Exercise:
In the listing that follows, copy out each line that includes the word "StoreError".
——
//! Hand-written collaborators for unit tests.

use std::collections::{HashMap, HashSet};
use std::sync::Mutex;
use std::sync::atomic::{AtomicBool, Ordering};

use async_trait::async_trait;
use bitcoin::hashes::Hash;
use bitcoin::{Transaction, Txid};

use brook_core::error::{ProviderError, StoreError};
use brook_core::traits::{DataProvider, KeyValueStore};
use brook_core::types::{
    AddressInfo, AddressLookup, BranchKind, BroadcastResponse, ProviderUtxo, StoreKey, Utxo,
    UtxoStatus,
};

use crate::keys::KeyTree;
use crate::mnemonic::MnemonicSeed;

pub const ABANDON_ABOUT: &str = "abandon abandon abandon abandon abandon abandon \
    abandon abandon abandon abandon abandon about";

pub fn test_tree() -> KeyTree {
    let m = MnemonicSeed::parse(ABANDON_ABOUT).unwrap();
    KeyTree::from_mnemonic(&m).unwrap()
}

pub fn txid(n: u8) -> Txid {
    Txid::from_byte_array([n; 32])
}

pub fn address_at(tree: &KeyTree, kind: BranchKind, index: u32) -> String {
    tree.derive_address(kind, index).unwrap().address
}

/// A wallet-owned UTXO on `kind/index` of the test tree.
pub fn utxo_at(tree: &KeyTree, kind: BranchKind, index: u32, value: u64, confirmed: bool) -> Utxo {
    let derived = tree.derive_address(kind, index).unwrap();
    Utxo {
        txid: txid(index as u8 + 1),
        vout: 0,
        value,
        confirmed,
        address: derived.address,
        derive_path: derived.path,
    }
}

#[derive(Default)]
struct ProviderState {
    tx_counts: HashMap<String, u64>,
    rejected: HashMap<String, String>,
    failing: HashSet<String>,
    utxos: HashMap<String, Vec<ProviderUtxo>>,
    broadcast_rejection: Option<String>,
    info_calls: Vec<String>,
    broadcasts: Vec<String>,
}

/// Scripted data provider. Unknown addresses have no transactions.
#[derive(Default)]
pub struct MockProvider {
    state: Mutex<ProviderState>,
}

impl MockProvider {
    pub fn new() -> Self {
        Self::default()
    }

    pub fn set_tx_count(&self, address: &str, count: u64) {
        self.state.lock().unwrap().tx_counts.insert(address.to_string(), count);
    }

    /// Mark `kind/[start, end)` of the test tree as used.
    pub fn use_range(&self, tree: &KeyTree, kind: BranchKind, start: u32, end: u32) {
        for i in start..end {
            self.set_tx_count(&address_at(tree, kind, i), 1);
        }
    }

    pub fn fail_address(&self, address: &str) {
        self.state.lock().unwrap().failing.insert(address.to_string());
    }

    pub fn reject_address(&self, address: &str, message: &str) {
        self.state
            .lock()
            .unwrap()
            .rejected
            .insert(address.to_string(), message.to_string());
    }

    pub fn add_utxo(&self, address: &str, txid: Txid, vout: u32, value: u64, confirmed: bool) {
        self.state
            .lock()
            .unwrap()
            .utxos
            .entry(address.to_string())
            .or_default()
            .push(ProviderUtxo {
                txid,
                vout,
                value,
                status: UtxoStatus {
                    confirmed,
                    block_height: confirmed.then_some(2_500_000),
                },
            });
    }

    pub fn reject_broadcasts(&self, message: &str) {
        self.state.lock().unwrap().broadcast_rejection = Some(message.to_string());
    }

    pub fn info_calls(&self) -> Vec<String> {
        self.state.lock().unwrap().info_calls.clone()
    }

    pub fn broadcasts(&self) -> Vec<String> {
        self.state.lock().unwrap().broadcasts.clone()
    }
}

#[async_trait]
impl DataProvider for MockProvider {
    async fn address_info(&self, address: &str) -> Result<AddressLookup, ProviderError> {
        let mut state = self.state.lock().unwrap();
        state.info_calls.push(address.to_string());
        if state.failing.contains(address) {
            return Err(ProviderError::Transport("connection reset".into()));
        }
        if let Some(message) = state.rejected.get(address) {
            return Ok(AddressLookup::Error {
                error: message.clone(),
            });
        }
        Ok(AddressLookup::Found(AddressInfo {
            address: address.to_string(),
            transaction_count: state.tx_counts.get(address).copied().unwrap_or(0),
        }))
    }

    async fn utxos(&self, address: &str) -> Result<Vec<ProviderUtxo>, ProviderError> {
        let state = self.state.lock().unwrap();
        if state.failing.contains(address) {
            return Err(ProviderError::Transport("connection reset".into()));
        }
        Ok(state.utxos.get(address).cloned().unwrap_or_default())
    }

    async fn broadcast(&self, raw_tx_hex: &str) -> Result<BroadcastResponse, ProviderError> {
        let mut state = self.state.lock().unwrap();
        state.broadcasts.push(raw_tx_hex.to_string());
        if let Some(message) = &state.broadcast_rejection {
            return Ok(BroadcastResponse::rejected(message.clone()));
        }
        let bytes = hex::decode(raw_tx_hex).map_err(|e| ProviderError::Decode(e.to_string()))?;
        let tx: Transaction = bitcoin::consensus::deserialize(&bytes)
            .map_err(|e| ProviderError::Decode(e.to_string()))?;
        Ok(BroadcastResponse::accepted(tx.compute_txid().to_string()))
    }
}

/// In-memory store that records writes and can be told to fail them.
#[derive(Default)]
pub struct MockStore {
    values: Mutex<HashMap<StoreKey, String>>,
    writes: Mutex<Vec<StoreKey>>,
    fail_writes: AtomicBool,
}

impl MockStore {
    pub fn new() -> Self {
        Self::default()
    }

    pub fn raw(&self, key: StoreKey) -> Option<String> {
        self.values.lock().unwrap().get(&key).cloned()
    }

    pub fn put_raw(&self, key: StoreKey, value: &str) {
        self.values.lock().unwrap().insert(key, value.to_string());
    }

    pub fn writes(&self) -> Vec<StoreKey> {
        self.writes.lock().unwrap().clone()
    }

    pub fn fail_writes(&self, fail: bool) {
        self.fail_writes.store(fail, Ordering::SeqCst);
    }
}

#[async_trait]
impl KeyValueStore for MockStore {
    async fn get(&self, key: StoreKey) -> Result<Option<String>, StoreError> {
        Ok(self.values.lock().unwrap().get(&key).cloned())
    }

    async fn set(&self, key: StoreKey, value: String) -> Result<(), StoreError> {
        if self.fail_writes.load(Ordering::SeqCst) {
            return Err(StoreError::Io("read-only".into()));
        }
        self.writes.lock().unwrap().push(key);
        self.values.lock().unwrap().insert(key, value);
        Ok(())
    }

    async fn remove(&self, key: StoreKey) -> Result<(), StoreError> {
        self.values.lock().unwrap().remove(&key);
        Ok(())
    }
}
——
Result:
use brook_core::error::{ProviderError, StoreError};
    async fn get(&self, key: StoreKey) -> Result<Option<String>, StoreError> {
    async fn set(&self, key: StoreKey, value: String) -> Result<(), StoreError> {
            return Err(StoreError::Io("read-only".into()));
    async fn remove(&self, key: StoreKey) -> Result<(), StoreError> {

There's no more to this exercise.